The patient, CA, an 82-year-old female, suffering from type II diabetes mellitus for over 20 years complicated by peripheral neuropathy and arteriopathy, came to our attention presenting painful skin ulcers of the lower extremities (Figure 1, day 0 on admission). She was under basal–bolus scheme insulin, and on admission, glycemic values were somewhat uncontrolled (HbA1c 55 mmol/mol, fasting glucose 180 mg/dL). Despite the ongoing analgesic treatment (acetaminophen 3,000 mg daily), pain control was poor and wound treatment was strongly limited by the intense pain. She had also been prescribed tramadol by her general practitioner, stopped early due to nausea and vomiting. On admission, OXN-PR 5/2.5 mg bid (twice a day) was started, and acetaminophen was stopped.
Figure 1

Ulcers of the lower limb at baseline, on admission.
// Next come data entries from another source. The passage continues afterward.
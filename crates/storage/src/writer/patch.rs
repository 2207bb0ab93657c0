#![forbid(unsafe_code)]

//! Line-level rewriting of one `work_items` entry.
//!
//! The document is never re-serialized as a whole. Entries and their keys are
//! located by indentation, and only the lines belonging to updated keys are
//! replaced, so comments, quoting and key order elsewhere survive untouched.

use super::{FieldUpdates, FieldValue, UpdateField};
use crate::StoreError;
use serde_yaml::{Mapping, Value};

#[derive(Debug, PartialEq, Eq)]
struct EntrySpan {
    start: usize,
    /// One past the entry's last non-blank, non-comment line.
    end: usize,
    key_col: usize,
}

#[derive(Debug, PartialEq, Eq)]
struct FieldSpan<'a> {
    key: &'a str,
    start: usize,
    end: usize,
}

struct Edit {
    start: usize,
    end: usize,
    lines: Vec<String>,
}

/// Applies `updates` to entry number `index` of the block sequence under
/// `work_items`. `expected` is the entry count the parsed document reports; a
/// layout the scanner reads differently is refused rather than guessed at.
pub(super) fn patch_entry(
    text: &str,
    index: usize,
    expected: usize,
    updates: &FieldUpdates,
) -> Result<String, StoreError> {
    let newline = if text.contains("\r\n") { "\r\n" } else { "\n" };
    let lines: Vec<&str> = text.lines().collect();

    let entries = scan_entries(&lines)
        .filter(|entries| entries.len() == expected)
        .ok_or_else(unsupported_layout)?;
    let entry = entries.get(index).ok_or_else(unsupported_layout)?;
    let fields = scan_fields(&lines, entry);
    let pad = " ".repeat(entry.key_col);

    let mut edits = Vec::new();
    let mut appended = Vec::new();
    for (field, value) in updates.iter() {
        let rendered = render_field(field, value)?;
        match fields.iter().find(|span| span.key == field.as_str()) {
            Some(span) => edits.push(replace_field(&lines, span, entry.key_col, &rendered)),
            None => appended.extend(rendered.iter().map(|line| format!("{pad}{line}"))),
        }
    }
    if !appended.is_empty() {
        edits.push(Edit {
            start: entry.end,
            end: entry.end,
            lines: appended,
        });
    }

    edits.sort_by(|a, b| b.start.cmp(&a.start));
    let mut out: Vec<String> = lines.iter().map(|line| line.to_string()).collect();
    for edit in edits {
        out.splice(edit.start..edit.end, edit.lines);
    }

    let mut patched = out.join(newline);
    if text.ends_with('\n') {
        patched.push_str(newline);
    }
    Ok(patched)
}

fn unsupported_layout() -> StoreError {
    StoreError::Corrupt(
        "'work_items' must be a block sequence of mappings to update in place".to_string(),
    )
}

fn indent_of(line: &str) -> usize {
    line.len() - line.trim_start_matches(' ').len()
}

fn is_trivia(line: &str) -> bool {
    let trimmed = line.trim();
    trimmed.is_empty() || trimmed.starts_with('#')
}

fn is_dash(rest: &str) -> bool {
    rest == "-" || rest.starts_with("- ")
}

fn scan_entries(lines: &[&str]) -> Option<Vec<EntrySpan>> {
    let root = lines.iter().position(|line| {
        line.strip_prefix("work_items:").is_some_and(is_trivia)
    })?;

    let mut entries: Vec<EntrySpan> = Vec::new();
    let mut seq_indent = None;
    let mut pending_key_col = false;

    for (idx, line) in lines.iter().enumerate().skip(root + 1) {
        if is_trivia(line) {
            continue;
        }
        let indent = indent_of(line);
        let rest = &line[indent..];
        let dash = is_dash(rest.trim_end());

        if seq_indent.is_none() {
            if dash {
                seq_indent = Some(indent);
            } else if indent == 0 {
                break;
            } else {
                return None;
            }
        }
        let seq = seq_indent.unwrap_or(indent);
        if indent < seq || (indent == seq && !dash) {
            break;
        }

        if indent == seq && dash {
            let after = rest.trim_end().get(1..).unwrap_or("");
            pending_key_col = after.trim().is_empty();
            let key_col = indent + 1 + (after.len() - after.trim_start().len());
            entries.push(EntrySpan {
                start: idx,
                end: idx + 1,
                key_col,
            });
            continue;
        }

        let entry = entries.last_mut()?;
        if pending_key_col {
            entry.key_col = indent;
            pending_key_col = false;
        }
        entry.end = idx + 1;
    }
    Some(entries)
}

fn scan_fields<'a>(lines: &[&'a str], entry: &EntrySpan) -> Vec<FieldSpan<'a>> {
    let mut fields: Vec<FieldSpan<'a>> = Vec::new();
    for (offset, line) in lines[entry.start..entry.end].iter().enumerate() {
        let idx = entry.start + offset;
        let at_key_col = offset == 0 || (!is_trivia(line) && indent_of(line) == entry.key_col);
        if at_key_col && let Some(key) = line.get(entry.key_col..).and_then(key_name) {
            fields.push(FieldSpan {
                key,
                start: idx,
                end: idx + 1,
            });
            continue;
        }
        if is_trivia(line) {
            continue;
        }
        if let Some(last) = fields.last_mut() {
            last.end = idx + 1;
        }
    }
    fields
}

fn key_name(text: &str) -> Option<&str> {
    let colon = text.find(':')?;
    let key = &text[..colon];
    let after = &text[colon + 1..];
    let plain = !key.is_empty()
        && key
            .chars()
            .all(|ch| ch.is_ascii_alphanumeric() || ch == '_');
    (plain && (after.is_empty() || after.starts_with(' '))).then_some(key)
}

/// The `# ...` tail of a single-line `key: value` pair, if any.
fn inline_comment(field: &str) -> Option<&str> {
    let colon = field.find(':')?;
    let value = &field[colon + 1..];
    let trimmed = value.trim_start();
    let value_start = colon + 1 + (value.len() - trimmed.len());

    if trimmed.starts_with('#') {
        return Some(&field[value_start..]);
    }
    let search_from = match trimmed.chars().next() {
        Some(quote @ ('\'' | '"')) => value_start + 1 + trimmed[1..].find(quote)? + 1,
        _ => value_start,
    };
    let tail = field.get(search_from..)?;
    tail.find(" #").map(|pos| &tail[pos + 1..])
}

fn render_field(field: UpdateField, value: &FieldValue) -> Result<Vec<String>, StoreError> {
    let mut mapping = Mapping::new();
    mapping.insert(Value::String(field.as_str().to_string()), value.to_yaml());
    let text = serde_yaml::to_string(&mapping)
        .map_err(|err| StoreError::invalid_value(field.as_str(), err.to_string()))?;
    Ok(text.lines().map(str::to_string).collect())
}

fn replace_field(lines: &[&str], span: &FieldSpan<'_>, key_col: usize, rendered: &[String]) -> Edit {
    let head = lines[span.start];
    let prefix = head.get(..key_col).unwrap_or("");
    let comment = if span.end - span.start == 1 && rendered.len() == 1 {
        head.get(key_col..).and_then(inline_comment)
    } else {
        None
    };

    let pad = " ".repeat(key_col);
    let mut out: Vec<String> = rendered
        .iter()
        .enumerate()
        .map(|(i, line)| {
            let lead = if i == 0 { prefix } else { pad.as_str() };
            format!("{lead}{line}")
        })
        .collect();
    if let Some(comment) = comment
        && let Some(first) = out.first_mut()
    {
        first.push(' ');
        first.push_str(comment);
    }

    Edit {
        start: span.start,
        end: span.end,
        lines: out,
    }
}

#[cfg(test)]
mod tests {
    use super::*;

    fn single(field: UpdateField, value: FieldValue) -> FieldUpdates {
        let mut updates = FieldUpdates::default();
        updates.set(field, value);
        updates
    }

    #[test]
    fn scans_indentless_and_indented_sequences() {
        let flat = ["work_items:", "- a: 1", "  b:", "  - x", "- a: 2"];
        let spans = scan_entries(&flat).expect("flat layout");
        assert_eq!(
            spans,
            vec![
                EntrySpan { start: 1, end: 4, key_col: 2 },
                EntrySpan { start: 4, end: 5, key_col: 2 },
            ]
        );

        let nested = ["work_items:", "  -   a: 1", "      b: 2", "other: 3"];
        let spans = scan_entries(&nested).expect("nested layout");
        assert_eq!(spans, vec![EntrySpan { start: 1, end: 3, key_col: 6 }]);
    }

    #[test]
    fn bare_dash_takes_key_column_from_next_line() {
        let lines = ["work_items:", "-", "  a: 1", "  b: 2"];
        let spans = scan_entries(&lines).expect("layout");
        assert_eq!(spans, vec![EntrySpan { start: 1, end: 4, key_col: 2 }]);
        let fields = scan_fields(&lines, &spans[0]);
        let keys: Vec<&str> = fields.iter().map(|f| f.key).collect();
        assert_eq!(keys, vec!["a", "b"]);
    }

    #[test]
    fn field_spans_cover_continuations_but_not_trailing_comments() {
        let lines = [
            "work_items:",
            "- wbs_id: A",
            "  assignees:",
            "  - alice",
            "  - bob",
            "  # about the description",
            "  description: |",
            "    first",
            "    second",
            "  # trailing",
        ];
        let spans = scan_entries(&lines).expect("layout");
        assert_eq!(spans[0].end, 9);
        let fields = scan_fields(&lines, &spans[0]);
        assert_eq!(
            fields,
            vec![
                FieldSpan { key: "wbs_id", start: 1, end: 2 },
                FieldSpan { key: "assignees", start: 2, end: 5 },
                FieldSpan { key: "description", start: 6, end: 9 },
            ]
        );
    }

    #[test]
    fn inline_comments_are_found_outside_quotes() {
        assert_eq!(inline_comment("status: Todo  # keep"), Some("# keep"));
        assert_eq!(inline_comment("title: 'a # b' # real"), Some("# real"));
        assert_eq!(inline_comment("title: C# rocks"), None);
        assert_eq!(inline_comment("milestone: # none yet"), Some("# none yet"));
        assert_eq!(inline_comment("status: Todo"), None);
    }

    #[test]
    fn patch_keeps_comment_and_prefix() {
        let text = "work_items:\n- status: Todo # board column\n  wbs_id: A\n";
        let patched = patch_entry(
            text,
            0,
            1,
            &single(UpdateField::Status, FieldValue::Text("Done".to_string())),
        )
        .expect("patch");
        assert_eq!(patched, "work_items:\n- status: Done # board column\n  wbs_id: A\n");
    }

    #[test]
    fn patch_appends_missing_keys_inside_the_entry() {
        let text = "work_items:\n- wbs_id: A\n  title: a\n# between\n- wbs_id: B\n";
        let patched = patch_entry(
            text,
            0,
            2,
            &single(UpdateField::Assignees, FieldValue::List(vec!["ann".to_string()])),
        )
        .expect("patch");
        assert_eq!(
            patched,
            "work_items:\n- wbs_id: A\n  title: a\n  assignees:\n  - ann\n# between\n- wbs_id: B\n"
        );
    }

    #[test]
    fn patch_preserves_crlf() {
        let text = "work_items:\r\n- wbs_id: A\r\n  effort_days: 1\r\n";
        let patched = patch_entry(
            text,
            0,
            1,
            &single(UpdateField::EffortDays, FieldValue::Number(3.0)),
        )
        .expect("patch");
        assert_eq!(patched, "work_items:\r\n- wbs_id: A\r\n  effort_days: 3\r\n");
    }

    #[test]
    fn mismatched_entry_count_is_refused() {
        let text = "work_items: [{wbs_id: A}]\n";
        let err = patch_entry(
            text,
            0,
            1,
            &single(UpdateField::Title, FieldValue::Text("x".to_string())),
        )
        .expect_err("flow sequences are not patched");
        assert!(matches!(err, StoreError::Corrupt(_)));
    }
}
In order to evaluate the effectiveness and tolerability of the OXN-PR association, the following parameters were assessed during the time of observation: pain intensity (on a verbally administered 0–10-point Numeric Rating Scale [NRS], expressed as the mean of assessments at rest, on movement, daytime, and nocturnal of the last 24 hours), and the impact of pain on daily activities according to the Brief Pain Inventory (BPI) of both severity and interference domains, cognitive function using the Mini Mental State Examination (MMSE), and functional autonomy through the Barthel Index score. Bowel function was evaluated using the Bowel Function Index (BFI, a validated reproducible measure that detects clinically meaningful changes in constipation, with scores ranging from 0, free from symptoms, to 100, most severe symptoms; normal bowel function is defined as a BFI value of ≤29). Common opioid-related adverse events (nausea, vomiting, dizziness, drowsiness, dry mouth, and itching) were also monitored. At baseline, pain was severe and had a markedly negative impact on daily activities. Functional autonomy was moderately impaired, with preserved cognitive status and bowel function (Table 1).
Table 1

Clinical findings on admission and throughout the observation

On admission2 weeks after admission4 weeks after admission
Pain intensity, mean NRS score8/102/102/10
BPI, severity8/103.5/101.5/10
BPI, interference7.3/103.2/101.8/10
Cognitive state, MMSE score28/3028/3029/30
Daily functioning, Barthel score56/10062/10074/100
Bowel function, BFI score25/10030/10025/100
OXN-PR daily dose (mg)5/2.5 bid10/5 bid10/5 bid
HbA1c (mmol/mol)5549

Abbreviations: NRS, Numeric Rating Scale; BPI, Brief Pain Inventory; MMSE, Mini Mental State Examination; BFI, Bowel Function Index; OXN-PR, oral prolonged-release oxycodone/naloxone combination; HbA1c, glycated hemoglobin; bid, twice a day.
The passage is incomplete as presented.